Page 1 of 1

Docx to HTML with custom tags

PostPosted: Fri Apr 14, 2017 6:09 pm
by thirub04
Can anyone tell how to generate HTML from docx file with custom tags like section, sub-section, bullets ?

Re: Docx to HTML with custom tags

PostPosted: Sat Apr 15, 2017 10:38 am
by jason
There's nothing in docx4j to make it trivially easy to use section, sub-section. (Bullets should be OK - please search/browse SdtToListSdtTagHandler for more)

Docx4j can create HTML:

1. via XSLT (with Java extension functions); see https://github.com/plutext/docx4j/blob/ ... -core.xslt

or 2. using Java to traverse the document; see https://github.com/plutext/docx4j/blob/ ... rator.java

The XSLT approach is more fully featured, but somewhat slower (and a bit more complex since it uses both XSLT and Java).

To use section, sub-section, choose your preferred approach, then start modifying...

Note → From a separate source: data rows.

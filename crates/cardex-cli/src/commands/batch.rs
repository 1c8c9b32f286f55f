//! Batch command - extract records from multiple OCR text files.
//!
//! Parsed records are collected into an in-process record store; named
//! records are saved, and the store can be filtered with a substring search
//! before reporting.

use std::fs;
use std::path::PathBuf;
use std::time::Instant;

use clap::Args;
use console::style;
use glob::glob;
use indicatif::{ProgressBar, ProgressStyle};
use tracing::{debug, warn};

use cardex_core::extract::{CardParser, HeuristicCardParser};
use cardex_core::store::RecordStore;
use cardex_core::StoreError;

use super::extract::{format_record, load_config, OutputFormat};

/// Arguments for the batch command.
#[derive(Args)]
pub struct BatchArgs {
    /// Input files or glob pattern
    #[arg(required = true)]
    input: String,

    /// Output directory for per-file records
    #[arg(short, long)]
    output_dir: Option<PathBuf>,

    /// Output format for each file
    #[arg(short, long, value_enum, default_value = "json")]
    format: OutputFormat,

    /// Also generate a summary CSV of all saved records
    #[arg(long)]
    summary: Option<PathBuf>,

    /// Save records even when no name was extracted
    #[arg(long)]
    allow_unnamed: bool,

    /// Only report saved entries matching this substring (any field)
    #[arg(short, long)]
    search: Option<String>,

    /// Continue on error
    #[arg(long)]
    continue_on_error: bool,
}

pub fn run(args: BatchArgs, config_path: Option<&str>) -> anyhow::Result<()> {
    let start = Instant::now();
    let config = load_config(config_path)?;

    // Expand glob pattern
    let files: Vec<PathBuf> = glob(&args.input)?
        .filter_map(|r| r.ok())
        .filter(|p| {
            let ext = p.extension().and_then(|e| e.to_str()).unwrap_or("");
            matches!(ext.to_lowercase().as_str(), "txt" | "text" | "ocr")
        })
        .collect();

    if files.is_empty() {
        anyhow::bail!("No matching text files found for pattern: {}", args.input);
    }

    println!(
        "{} Found {} files to process",
        style("ℹ").blue(),
        files.len()
    );

    if let Some(ref output_dir) = args.output_dir {
        fs::create_dir_all(output_dir)?;
    }

    let pb = ProgressBar::new(files.len() as u64);
    pb.set_style(
        ProgressStyle::default_bar()
            .template("{spinner:.green} [{elapsed_precise}] {bar:40.cyan/blue} {pos}/{len} {msg}")
            .unwrap()
            .progress_chars("##-"),
    );

    let parser =
        HeuristicCardParser::new().with_service_fallback(config.extraction.service_fallback);
    let require_name = config.store.require_name && !args.allow_unnamed;
    let mut store = RecordStore::new().with_require_name(require_name);
    let mut skipped = 0usize;

    for path in &files {
        pb.set_message(path.display().to_string());

        let text = match fs::read_to_string(path) {
            Ok(text) => text,
            Err(e) if args.continue_on_error => {
                warn!("Skipping {}: {}", path.display(), e);
                skipped += 1;
                pb.inc(1);
                continue;
            }
            Err(e) => {
                pb.abandon();
                return Err(e.into());
            }
        };

        let result = parser.parse(&text);
        debug!(
            "{}: {} warnings, {} ms",
            path.display(),
            result.warnings.len(),
            result.processing_time_ms
        );

        if let Some(ref output_dir) = args.output_dir {
            let output = format_record(&result.record, args.format)?;
            let file_name = output_file_name(path, args.format);
            fs::write(output_dir.join(file_name), output)?;
        }

        match store.save(result.record) {
            Ok(_) => {}
            Err(StoreError::MissingName) => {
                warn!("{}: no name extracted, not saved", path.display());
                skipped += 1;
            }
        }

        pb.inc(1);
    }

    pb.finish_with_message("Done");

    // Report the store contents, optionally filtered by substring search.
    match &args.search {
        Some(term) => {
            let hits = store.search(term);
            println!(
                "{} {} of {} entries match \"{}\":",
                style("ℹ").blue(),
                hits.len(),
                store.len(),
                term
            );
            for entry in &hits {
                println!(
                    "  #{} {} — {}",
                    entry.id, entry.record.name, entry.record.business
                );
            }
        }
        None => {
            println!("Total entries: {}", store.len());
            if let Some(latest) = store.latest() {
                println!(
                    "Latest entry: {} ({})",
                    latest.record.name,
                    latest.saved_at.format("%Y-%m-%d %H:%M:%S")
                );
            }
        }
    }

    if skipped > 0 {
        println!("{} {} files skipped", style("⚠").yellow(), skipped);
    }

    if let Some(ref summary_path) = args.summary {
        write_summary(summary_path, &store)?;
        println!(
            "{} Summary written to {}",
            style("✓").green(),
            summary_path.display()
        );
    }

    println!(
        "Processed {} files in {:.1}s",
        files.len(),
        start.elapsed().as_secs_f64()
    );

    Ok(())
}

fn output_file_name(input: &std::path::Path, format: OutputFormat) -> String {
    let stem = input
        .file_stem()
        .and_then(|s| s.to_str())
        .unwrap_or("record");
    let ext = match format {
        OutputFormat::Json => "json",
        OutputFormat::Csv => "csv",
        OutputFormat::Text => "txt",
    };
    format!("{}.{}", stem, ext)
}

fn write_summary(path: &std::path::Path, store: &RecordStore) -> anyhow::Result<()> {
    let mut writer = csv::Writer::from_path(path)?;
    writer.write_record([
        "id",
        "name",
        "business",
        "address",
        "contact_no",
        "product_service",
        "saved_at",
    ])?;

    for entry in store.entries() {
        writer.write_record([
            entry.id.to_string(),
            entry.record.name.clone(),
            entry.record.business.clone(),
            entry.record.address.clone(),
            entry.record.contact_no.clone(),
            entry.record.product_service.clone(),
            entry.saved_at.to_rfc3339(),
        ])?;
    }

    writer.flush()?;
    Ok(())
}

If you want to map eg style heading 1 to section, and heading 2 to sub-section, ListsToContentControls does a similar thing for bullets/numbering: https://github.com/plutext/docx4j/blob/ ... .java#L213

Re: Docx to HTML with custom tags

PostPosted: Mon Apr 17, 2017 3:18 pm
by thirub04
Thank you Jason for your reply, It helped a lot.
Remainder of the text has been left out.